Engineering cystine-knot peptides for molecular imaging of cancer
Abstract/Contents
- Abstract
- Proteins and peptides are an incredibly versatile class of biological molecules, with a vast array of naturally occurring functions. In cancer, the natural roles of proteins become incorrectly regulated, and the presence of cancer-related proteins on tumor cells can be detected and targeted for diagnosis and treatment. This thesis decribes novel engineered peptides for molecular recognition of cell surface receptors expressed in cancers, and application of these engineered peptides as diagnostic agents to identify solid tumors in mouse models. For this work. three different cystine-knot peptides were used for development and engineering: Agatoxin (AgTx), Agouti-related protein (AgRP), and Ecballium elaterium trypsin inhibitor-II (EETI). In addition, two protein receptors were employed as model tumor targets relevant for molecular imaging of cancer: carbonic anhydrase IX (CA IX) and tumor associated integrin receptors. New methods were developed towards engineering AgTx and AgRP to bind CA IX, and work to produce these peptides for further study and their limitations are described. In a parallel line of research, to further understand the promise of using knottin peptides in cancer imaging, the influence of amino acid loops on tissue biodistribution was examined using engineered AgTx, AgRP, and EETI peptides that bind tumor target integrins in mouse xenograft models. Finally, an engineered EETI knottin peptide that binds tumor-associated integrins was shown to specifically target and illuminate brain tumors in mouse models of medulloblastoma.
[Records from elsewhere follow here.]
//! Data Transfer Objects (DTOs) for requests.
//!
//! Each `Save*Resource` is the inbound shape of one entity: every field
//! except the id. Converting one is a pure field-for-field projection.

use chrono::{DateTime, Utc};
use serde::de::DeserializeOwned;
use serde::{Deserialize, Serialize};

use crate::domain::{
    Country, CountryCurrency, Currency, Department, LaundryServiceMaterial, Material, Order,
    OrderStatus, PaymentMethod, Promotion, Service, Subscription, User, UserProfile,
    UserSubscription,
};
use crate::entity::Entity;

/// An inbound resource that projects onto an entity.
pub trait SaveResource: DeserializeOwned + Send + 'static {
    type Entity: Entity;

    fn into_entity(self) -> Self::Entity;
}

// ─────────────────────────────────────────────────────────────────────────────
// Users & orders
// ─────────────────────────────────────────────────────────────────────────────

#[derive(Debug, Clone, Serialize, Deserialize)]
pub struct SaveUserResource {
    pub email: String,
    pub password: String,
}

impl SaveResource for SaveUserResource {
    type Entity = User;

    fn into_entity(self) -> User {
        User::new(self.email, self.password)
    }
}

/// Request to place or update an order.
#[derive(Debug, Clone, Serialize, Deserialize)]
pub struct SaveOrderResource {
    pub user_id: i64,
    pub order_status_id: i64,
    pub delivery_address: String,
    pub order_amount: f64,
    /// RFC 3339 timestamp
    pub delivery_date: DateTime<Utc>,
}

impl SaveResource for SaveOrderResource {
    type Entity = Order;

    fn into_entity(self) -> Order {
        Order::new(
            self.user_id,
            self.order_status_id,
            self.delivery_address,
            self.order_amount,
            self.delivery_date,
        )
    }
}

#[derive(Debug, Clone, Serialize, Deserialize)]
pub struct SaveUserProfileResource {
    pub user_id: i64,
    pub first_name: String,
    pub last_name: String,
    #[serde(default)]
    pub phone_number: Option<String>,
    #[serde(default)]
    pub address: Option<String>,
}

impl SaveResource for SaveUserProfileResource {
    type Entity = UserProfile;

    fn into_entity(self) -> UserProfile {
        UserProfile {
            id: None,
            user_id: self.user_id,
            first_name: self.first_name,
            last_name: self.last_name,
            phone_number: self.phone_number,
            address: self.address,
        }
    }
}

#[derive(Debug, Clone, Serialize, Deserialize)]
pub struct SaveUserSubscriptionResource {
    pub user_id: i64,
    pub subscription_id: i64,
    /// RFC 3339 timestamp
    pub start_date: DateTime<Utc>,
}

impl SaveResource for SaveUserSubscriptionResource {
    type Entity = UserSubscription;

    fn into_entity(self) -> UserSubscription {
        UserSubscription {
            id: None,
            user_id: self.user_id,
            subscription_id: self.subscription_id,
            start_date: self.start_date,
        }
    }
}

// ─────────────────────────────────────────────────────────────────────────────
// Catalog
// ─────────────────────────────────────────────────────────────────────────────

/// Shape shared by every entity that only carries a name.
#[derive(Debug, Clone, Serialize, Deserialize)]
pub struct SaveNamedResource<E> {
    pub name: String,
    #[serde(skip)]
    _entity: std::marker::PhantomData<fn() -> E>,
}

impl<E> SaveNamedResource<E> {
    pub fn new(name: impl Into<String>) -> Self {
        Self {
            name: name.into(),
            _entity: std::marker::PhantomData,
        }
    }
}

pub type SavePaymentMethodResource = SaveNamedResource<PaymentMethod>;
pub type SaveServiceResource = SaveNamedResource<Service>;
pub type SaveMaterialResource = SaveNamedResource<Material>;
pub type SaveOrderStatusResource = SaveNamedResource<OrderStatus>;
pub type SaveCountryResource = SaveNamedResource<Country>;

macro_rules! named_resource {
    ($($ty:ident),*) => {
        $(
        impl SaveResource for SaveNamedResource<$ty> {
            type Entity = $ty;

            fn into_entity(self) -> $ty {
                $ty::new(self.name)
            }
        }
        )*
    };
}

named_resource!(PaymentMethod, Service, Material, OrderStatus, Country);

#[derive(Debug, Clone, Serialize, Deserialize)]
pub struct SavePromotionResource {
    pub name: String,
    #[serde(default)]
    pub description: Option<String>,
    pub discount_percentage: f64,
}

impl SaveResource for SavePromotionResource {
    type Entity = Promotion;

    fn into_entity(self) -> Promotion {
        Promotion {
            id: None,
            name: self.name,
            description: self.description,
            discount_percentage: self.discount_percentage,
        }
    }
}

#[derive(Debug, Clone, Serialize, Deserialize)]
pub struct SaveSubscriptionResource {
    pub name: String,
    pub price: f64,
    pub duration_months: i64,
}

impl SaveResource for SaveSubscriptionResource {
    type Entity = Subscription;

    fn into_entity(self) -> Subscription {
        Subscription {
            id: None,
            name: self.name,
            price: self.price,
            duration_months: self.duration_months,
        }
    }
}

#[derive(Debug, Clone, Serialize, Deserialize)]
pub struct SaveLaundryServiceMaterialResource {
    pub service_id: i64,
    pub material_id: i64,
    pub quantity: i64,
}

impl SaveResource for SaveLaundryServiceMaterialResource {
    type Entity = LaundryServiceMaterial;

    fn into_entity(self) -> LaundryServiceMaterial {
        LaundryServiceMaterial {
            id: None,
            service_id: self.service_id,
            material_id: self.material_id,
            quantity: self.quantity,
        }
    }
}

// ─────────────────────────────────────────────────────────────────────────────
// Geography
// ─────────────────────────────────────────────────────────────────────────────

#[derive(Debug, Clone, Serialize, Deserialize)]
pub struct SaveCurrencyResource {
    pub name: String,
    pub symbol: String,
}

impl SaveResource for SaveCurrencyResource {
    type Entity = Currency;

    fn into_entity(self) -> Currency {
        Currency::new(self.name, self.symbol)
    }
}

#[derive(Debug, Clone, Serialize, Deserialize)]
pub struct SaveDepartmentResource {
    pub name: String,
    pub country_id: i64,
}

impl SaveResource for SaveDepartmentResource {
    type Entity = Department;

    fn into_entity(self) -> Department {
        Department {
            id: None,
            name: self.name,
            country_id: self.country_id,
        }
    }
}

#[derive(Debug, Clone, Serialize, Deserialize)]
pub struct SaveCountryCurrencyResource {
    pub country_id: i64,
    pub currency_id: i64,
}

impl SaveResource for SaveCountryCurrencyResource {
    type Entity = CountryCurrency;

    fn into_entity(self) -> CountryCurrency {
        CountryCurrency {
            id: None,
            country_id: self.country_id,
            currency_id: self.currency_id,
        }
    }
}

#[cfg(test)]
mod tests {
    use super::*;

    #[test]
    fn test_named_resource_from_json() {
        let res: SaveServiceResource = serde_json::from_str(r#"{"name": "Planchado"}"#).unwrap();
        let service = res.into_entity();
        assert_eq!(service.id, None);
        assert_eq!(service.name, "Planchado");
    }

    #[test]
    fn test_order_resource_from_json() {
        let res: SaveOrderResource = serde_json::from_str(
            r#"{
                "user_id": 100,
                "order_status_id": 1,
                "delivery_address": "Av. Arequipa 1000",
                "order_amount": 32.5,
                "delivery_date": "2024-05-01T10:00:00Z"
            }"#,
        )
        .unwrap();
        let order = res.into_entity();
        assert_eq!(order.id, None);
        assert_eq!(order.user_id, 100);
        assert_eq!(order.delivery_date.to_rfc3339(), "2024-05-01T10:00:00+00:00");
    }

    #[test]
    fn test_promotion_description_defaults_to_none() {
        let res: SavePromotionResource =
            serde_json::from_str(r#"{"name": "Verano", "discount_percentage": 10}"#).unwrap();
        assert_eq!(res.into_entity().description, None);
    }

    #[test]
    fn test_user_profile_optional_fields() {
        let res: SaveUserProfileResource = serde_json::from_str(
            r#"{"user_id": 100, "first_name": "Felipe", "last_name": "Rojas"}"#,
        )
        .unwrap();
        let profile = res.into_entity();
        assert_eq!(profile.id, None);
        assert_eq!(profile.user_id, 100);
        assert_eq!(profile.phone_number, None);
        assert_eq!(profile.address, None);
    }

    #[test]
    fn test_service_material_requires_quantity() {
        let missing = serde_json::from_str::<SaveLaundryServiceMaterialResource>(
            r#"{"service_id": 100, "material_id": 1}"#,
        );
        assert!(missing.is_err());
    }
}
Importantly, the protein engineering methods and molecular imaging applications described here have promise for influencing the clinical outcome of cancer patients through image-guided surgical resection, disease staging and management, and monitoring the effectiveness of therapeutic treatments.
Description
| Type of resource | text |
|---|---|
| Form | electronic; electronic resource; remote |
| Extent | 1 online resource. |
| Publication date | 2012 |
| Issuance | monographic |
| Language | English |
Creators/Contributors
| Associated with | Moore, Sarah Jean |
|---|---|
| Associated with | Stanford University, Department of Bioengineering. |
| Primary advisor | Cochran, Jennifer R |
| Thesis advisor | Cochran, Jennifer R |
| Thesis advisor | Contag, Christopher H |
| Thesis advisor | Graves, Edward (Edward Elliot), 1974- |
| Thesis advisor | Lin, Michael Z |
| Advisor | Contag, Christopher H |
| Advisor | Graves, Edward (Edward Elliot), 1974- |
| Advisor | Lin, Michael Z |
Subjects
| Genre | Theses |
|---|
Bibliographic information
| Statement of responsibility | Sarah Jean Moore. |
|---|---|
| Note | Submitted to the Department of Bioengineering. |
| Thesis | Ph.D. Stanford University 2012 |
| Location | electronic resource |
Access conditions
- Copyright
- © 2012 by Sarah Jean Moore
- License
- This work is licensed under a Creative Commons Attribution Non Commercial 3.0 Unported license (CC BY-NC).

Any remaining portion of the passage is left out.